The Canadian Cancer Society urges provinces and territories to provide fecal immunochemical tests (FIT) to everyone 45 to 74 years of age.
The Canadian Press
Provincial and territorial governments should lower the age at which they start colorectal cancer screening to 45 from 50 to help combat rising rates of the disease among younger patients, according to the Canadian Cancer Society.
The national charity announced Wednesday that it supports offering all Canadians stool tests every second year between the ages of 45 and 74 to look for early evidence of colorectal cancer.
“We’ve seen a worrying trend over the last number of years where more and more adults are being diagnosed with colorectal cancer at a younger age, to the point where folks who are in that age bracket – 45 to 50 – are now two to two-and-a-half times more likely to be diagnosed than in previous generations,” said Brandon Purcell, advocacy manager of prevention and early detection at the Canadian Cancer Society.
The society unveiled its new position knowing that Ottawa is preparing to launch a revamped version of the Canadian Task Force on Preventive Health Care next month.
The federal government shut down the task force, which provides formal advice to family doctors on everything from cancer screening to preventing falls, about a year ago in the wake of controversy over its refusal to lower the recommended age for mammograms for average-risk women to 40 from 50.
The federal government has promised a new-look task force will incorporate the recommendations of an external committee, led by University of Waterloo president Vivek Goel, that released a report last June suggesting the task force be “modernized” and reformed.
The old task force last published guidance on colorectal cancer screening in 2016. The panel’s advice at the time was for average-risk Canadians between the ages of 50 and 74 to be screened every two years with a stool test or flexible sigmoidoscopy, a scoping procedure that examines less of the colon than a full-fledged colonoscopy.
Nearly every province and territory has an organized colorectal cancer screening program that follows those age guidelines, according to the Canadian Cancer Society.
Darren Brenner, a cancer epidemiologist at the University of Calgary and the co-chair of the Canadian Cancer Statistics Advisory Committee, said evidence is piling up that colorectal cancer is striking Canadians at younger ages, necessitating earlier screening.
The shift is clearly generational, he added.
“If you look at people born around 1988, they have a 2.3 times higher rate than people born in 1958. If we look at even the youngest cohort – which is kind of terrifying, this is people that are diagnosed in their late 20s – it’s 2.7 times higher,” Dr. Brenner said. “It’s one of the most profound shifts in cancer we’ve seen in my time doing research.”
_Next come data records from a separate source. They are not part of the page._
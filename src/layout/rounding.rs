//! Edge-based pixel rounding
//!
//! Sizes are never rounded directly. Each node's absolute (root-relative)
//! start and end edges are rounded to the nearest integer independently
//! and the rounded size is their difference. Two siblings that share an
//! unrounded edge therefore always share the rounded edge too; rounding
//! each size on its own would let a 1-pixel gap or overlap open up
//! between them.
//!
//! The unrounded layout stays authoritative inside the engine; rounding
//! is a derived view recomputed from it, so repeated layout calls cannot
//! accumulate rounding drift.

use crate::geometry::{Point, Size};

/// The final pixel-grid layout of one node
///
/// `left` and `top` are relative to the parent's border-box origin,
/// never absolute. Produced only by the layout pass.
#[derive(Debug, Clone, Copy, PartialEq, Default)]
#[cfg_attr(feature = "serde", derive(serde::Serialize, serde::Deserialize))]
pub struct ComputedLayout {
  /// Offset from the parent's border-box left edge
  pub left: f32,
  /// Offset from the parent's border-box top edge
  pub top: f32,
  /// Border-box width
  pub width: f32,
  /// Border-box height
  pub height: f32,
}

impl ComputedLayout {
  /// An all-zero layout
  pub const ZERO: Self = Self {
    left: 0.0,
    top: 0.0,
    width: 0.0,
    height: 0.0,
  };
}

/// Rounds one node's box onto the pixel grid
///
/// `parent_abs` and `abs` are the unrounded absolute origins of the
/// parent and the node; `size` is the node's unrounded border-box size.
/// The relative offsets are differences of independently rounded absolute
/// edges, so they compose: a child's rounded absolute position equals the
/// sum of rounded relative offsets down the ancestor chain.
pub(crate) fn round_box(parent_abs: Point, abs: Point, size: Size) -> ComputedLayout {
  let left_edge = abs.x.round();
  let top_edge = abs.y.round();
  ComputedLayout {
    left: left_edge - parent_abs.x.round(),
    top: top_edge - parent_abs.y.round(),
    width: (abs.x + size.width).round() - left_edge,
    height: (abs.y + size.height).round() - top_edge,
  }
}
The scientific jury is still out on what’s causing the rise. Dr. Brenner said preliminary research points to changes in the gut microbiome that could be caused by modern diets laden with ultra-processed foods, lack of exercise, high alcohol intake, early exposure to antibiotics or other environmental factors.
Dr. Brenner and his colleagues published a paper last week modelling what might happen if Canada lowered the screening age to 45. The study, released in the Journal of the Canadian Association of Gastroenterology, predicted the change would result in 15,000 fewer cases of colorectal cancer and 6,100 fewer deaths over the next 45 years.
Colorectal cancer screening can prevent cancer because abnormal stool tests prompt doctors to perform colonoscopies during which precancerous lesions can be spotted and removed before they become dangerous.
The modelling study also suggested that lowering the screening age could save Canada’s public health system $233-million over the lifespan of newly eligible patients over the modelled period. That’s because the significant upfront costs of mailing and analyzing more at-home stool tests and performing more colonoscopies may be offset by saving on expensive, late-stage cancer treatments.
Monika Krzyzanowska, chief of the Odette Cancer Program at Sunnybrook Health Sciences Centre in Toronto, would like to see provincial governments answer the Canadian Cancer Society’s call and lower the starting age.
“Hopefully we’ll pick up cancer at an earlier stage, where you can intervene and hopefully get rid of the cancer,” she said. “I think this is a good idea.”